▶ **The task**:
Among the entries below, how many lines include "SnapshotError"? Answer with the number only.

_ _ _ _ _

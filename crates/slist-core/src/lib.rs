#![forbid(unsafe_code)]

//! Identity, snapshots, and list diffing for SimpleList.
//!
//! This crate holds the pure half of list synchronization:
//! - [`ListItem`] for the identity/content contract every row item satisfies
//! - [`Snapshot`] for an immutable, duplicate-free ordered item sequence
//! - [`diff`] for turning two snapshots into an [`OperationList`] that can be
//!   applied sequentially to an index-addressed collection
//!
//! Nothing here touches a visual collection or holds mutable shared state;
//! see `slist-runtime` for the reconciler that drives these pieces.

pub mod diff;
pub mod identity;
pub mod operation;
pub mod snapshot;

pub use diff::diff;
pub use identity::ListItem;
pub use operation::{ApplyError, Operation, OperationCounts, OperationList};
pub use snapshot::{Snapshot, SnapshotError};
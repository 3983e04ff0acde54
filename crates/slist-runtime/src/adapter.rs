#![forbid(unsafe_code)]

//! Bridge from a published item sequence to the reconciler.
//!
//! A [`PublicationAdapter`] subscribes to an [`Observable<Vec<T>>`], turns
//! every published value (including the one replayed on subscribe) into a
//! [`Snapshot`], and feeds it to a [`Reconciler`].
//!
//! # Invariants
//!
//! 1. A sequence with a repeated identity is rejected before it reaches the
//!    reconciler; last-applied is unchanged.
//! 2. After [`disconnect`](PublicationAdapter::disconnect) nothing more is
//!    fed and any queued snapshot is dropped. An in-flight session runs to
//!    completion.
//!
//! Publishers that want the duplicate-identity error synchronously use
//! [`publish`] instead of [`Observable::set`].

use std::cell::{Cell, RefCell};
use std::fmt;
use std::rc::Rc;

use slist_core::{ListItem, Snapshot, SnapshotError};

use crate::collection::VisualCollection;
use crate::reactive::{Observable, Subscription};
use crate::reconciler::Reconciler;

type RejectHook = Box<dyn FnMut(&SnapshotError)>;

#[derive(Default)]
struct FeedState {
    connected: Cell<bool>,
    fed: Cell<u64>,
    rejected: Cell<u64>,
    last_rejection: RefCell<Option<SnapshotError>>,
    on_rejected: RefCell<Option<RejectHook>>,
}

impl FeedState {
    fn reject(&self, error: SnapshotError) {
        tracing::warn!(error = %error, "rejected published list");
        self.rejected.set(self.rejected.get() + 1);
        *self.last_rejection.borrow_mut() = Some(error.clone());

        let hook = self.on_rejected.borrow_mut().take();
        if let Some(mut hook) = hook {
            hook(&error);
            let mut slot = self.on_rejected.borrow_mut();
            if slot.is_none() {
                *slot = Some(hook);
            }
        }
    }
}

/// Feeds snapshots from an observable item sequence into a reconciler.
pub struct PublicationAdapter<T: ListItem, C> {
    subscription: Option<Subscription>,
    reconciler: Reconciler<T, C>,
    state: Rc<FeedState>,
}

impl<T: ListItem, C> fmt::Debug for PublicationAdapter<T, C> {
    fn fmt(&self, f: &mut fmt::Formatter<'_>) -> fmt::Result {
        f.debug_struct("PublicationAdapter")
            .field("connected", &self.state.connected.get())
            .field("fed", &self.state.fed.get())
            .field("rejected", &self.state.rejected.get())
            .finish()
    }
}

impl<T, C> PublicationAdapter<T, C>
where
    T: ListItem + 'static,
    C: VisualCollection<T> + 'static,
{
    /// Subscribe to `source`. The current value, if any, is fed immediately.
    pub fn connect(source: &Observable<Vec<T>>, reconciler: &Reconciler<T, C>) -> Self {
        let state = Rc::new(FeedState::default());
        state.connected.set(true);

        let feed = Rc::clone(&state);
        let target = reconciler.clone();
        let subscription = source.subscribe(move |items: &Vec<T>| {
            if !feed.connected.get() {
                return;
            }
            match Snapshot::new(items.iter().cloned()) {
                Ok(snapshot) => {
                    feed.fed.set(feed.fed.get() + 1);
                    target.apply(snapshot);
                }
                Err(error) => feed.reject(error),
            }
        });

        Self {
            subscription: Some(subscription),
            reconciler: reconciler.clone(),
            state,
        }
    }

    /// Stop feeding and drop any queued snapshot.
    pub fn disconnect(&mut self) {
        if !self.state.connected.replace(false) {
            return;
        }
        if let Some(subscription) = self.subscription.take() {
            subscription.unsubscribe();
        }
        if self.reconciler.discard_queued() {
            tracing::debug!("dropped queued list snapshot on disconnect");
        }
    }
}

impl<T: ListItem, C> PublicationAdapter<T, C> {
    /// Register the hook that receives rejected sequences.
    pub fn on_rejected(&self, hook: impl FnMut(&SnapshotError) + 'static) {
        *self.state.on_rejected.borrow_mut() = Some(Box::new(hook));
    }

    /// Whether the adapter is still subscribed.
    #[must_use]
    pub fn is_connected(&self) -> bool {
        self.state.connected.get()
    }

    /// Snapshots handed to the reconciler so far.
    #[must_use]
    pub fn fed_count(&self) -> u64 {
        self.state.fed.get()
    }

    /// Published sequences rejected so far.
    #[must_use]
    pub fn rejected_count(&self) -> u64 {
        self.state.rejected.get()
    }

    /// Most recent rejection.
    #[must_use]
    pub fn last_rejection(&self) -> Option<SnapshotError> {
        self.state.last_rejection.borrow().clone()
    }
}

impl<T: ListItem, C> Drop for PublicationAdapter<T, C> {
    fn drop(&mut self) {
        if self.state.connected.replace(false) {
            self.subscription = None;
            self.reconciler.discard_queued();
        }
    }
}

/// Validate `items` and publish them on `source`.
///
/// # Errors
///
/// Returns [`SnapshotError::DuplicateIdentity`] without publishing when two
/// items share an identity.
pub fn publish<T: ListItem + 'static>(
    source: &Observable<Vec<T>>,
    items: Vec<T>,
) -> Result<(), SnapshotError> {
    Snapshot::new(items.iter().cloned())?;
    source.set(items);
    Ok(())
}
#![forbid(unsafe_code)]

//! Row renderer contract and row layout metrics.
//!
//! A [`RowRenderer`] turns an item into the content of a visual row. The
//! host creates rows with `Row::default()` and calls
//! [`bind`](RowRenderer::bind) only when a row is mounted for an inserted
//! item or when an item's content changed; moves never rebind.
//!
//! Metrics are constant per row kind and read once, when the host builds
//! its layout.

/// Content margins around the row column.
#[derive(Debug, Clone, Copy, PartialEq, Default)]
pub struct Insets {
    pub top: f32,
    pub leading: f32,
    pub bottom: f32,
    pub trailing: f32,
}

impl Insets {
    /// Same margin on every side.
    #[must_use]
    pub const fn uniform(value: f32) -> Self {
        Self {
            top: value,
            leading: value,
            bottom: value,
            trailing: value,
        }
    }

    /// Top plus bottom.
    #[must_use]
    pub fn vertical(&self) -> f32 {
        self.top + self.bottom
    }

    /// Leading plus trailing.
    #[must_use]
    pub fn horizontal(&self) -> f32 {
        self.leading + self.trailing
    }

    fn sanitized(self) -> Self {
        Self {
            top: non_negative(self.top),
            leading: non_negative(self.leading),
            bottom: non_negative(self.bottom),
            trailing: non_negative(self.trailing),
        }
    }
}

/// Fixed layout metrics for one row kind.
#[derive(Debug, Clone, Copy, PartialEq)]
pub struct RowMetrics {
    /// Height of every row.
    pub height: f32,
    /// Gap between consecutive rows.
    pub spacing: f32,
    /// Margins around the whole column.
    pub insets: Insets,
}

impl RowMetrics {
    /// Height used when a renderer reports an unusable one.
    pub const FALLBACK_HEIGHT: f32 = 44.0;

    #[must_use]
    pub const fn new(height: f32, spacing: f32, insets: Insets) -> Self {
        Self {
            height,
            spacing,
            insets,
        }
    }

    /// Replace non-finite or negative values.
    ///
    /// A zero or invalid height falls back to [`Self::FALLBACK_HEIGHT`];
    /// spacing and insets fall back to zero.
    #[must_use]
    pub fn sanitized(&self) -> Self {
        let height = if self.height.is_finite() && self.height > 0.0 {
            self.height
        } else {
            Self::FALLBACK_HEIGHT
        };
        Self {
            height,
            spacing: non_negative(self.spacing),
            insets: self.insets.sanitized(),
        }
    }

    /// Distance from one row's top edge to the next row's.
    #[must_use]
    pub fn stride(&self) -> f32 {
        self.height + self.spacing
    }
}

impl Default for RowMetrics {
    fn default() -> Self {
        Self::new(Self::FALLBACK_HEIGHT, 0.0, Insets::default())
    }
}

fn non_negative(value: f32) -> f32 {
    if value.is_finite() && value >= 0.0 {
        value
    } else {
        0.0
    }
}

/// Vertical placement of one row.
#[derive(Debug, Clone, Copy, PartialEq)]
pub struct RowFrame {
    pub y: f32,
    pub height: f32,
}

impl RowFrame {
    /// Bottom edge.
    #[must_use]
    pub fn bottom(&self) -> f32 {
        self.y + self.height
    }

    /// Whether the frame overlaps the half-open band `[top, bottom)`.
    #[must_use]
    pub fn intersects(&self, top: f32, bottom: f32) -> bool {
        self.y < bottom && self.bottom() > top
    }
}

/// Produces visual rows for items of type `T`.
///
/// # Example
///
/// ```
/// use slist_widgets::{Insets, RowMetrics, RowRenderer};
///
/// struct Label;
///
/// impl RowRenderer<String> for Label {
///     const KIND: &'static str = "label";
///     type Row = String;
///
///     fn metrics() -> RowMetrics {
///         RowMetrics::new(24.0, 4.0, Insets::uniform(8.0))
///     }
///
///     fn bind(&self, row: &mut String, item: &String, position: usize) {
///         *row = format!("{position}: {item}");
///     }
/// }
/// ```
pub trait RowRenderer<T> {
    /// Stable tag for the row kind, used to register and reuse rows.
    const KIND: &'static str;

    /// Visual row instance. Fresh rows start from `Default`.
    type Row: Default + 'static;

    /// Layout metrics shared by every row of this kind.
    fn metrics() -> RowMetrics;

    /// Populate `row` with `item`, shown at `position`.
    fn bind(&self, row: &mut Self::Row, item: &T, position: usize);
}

_ _ _ _ _

▶ **Response box**:
9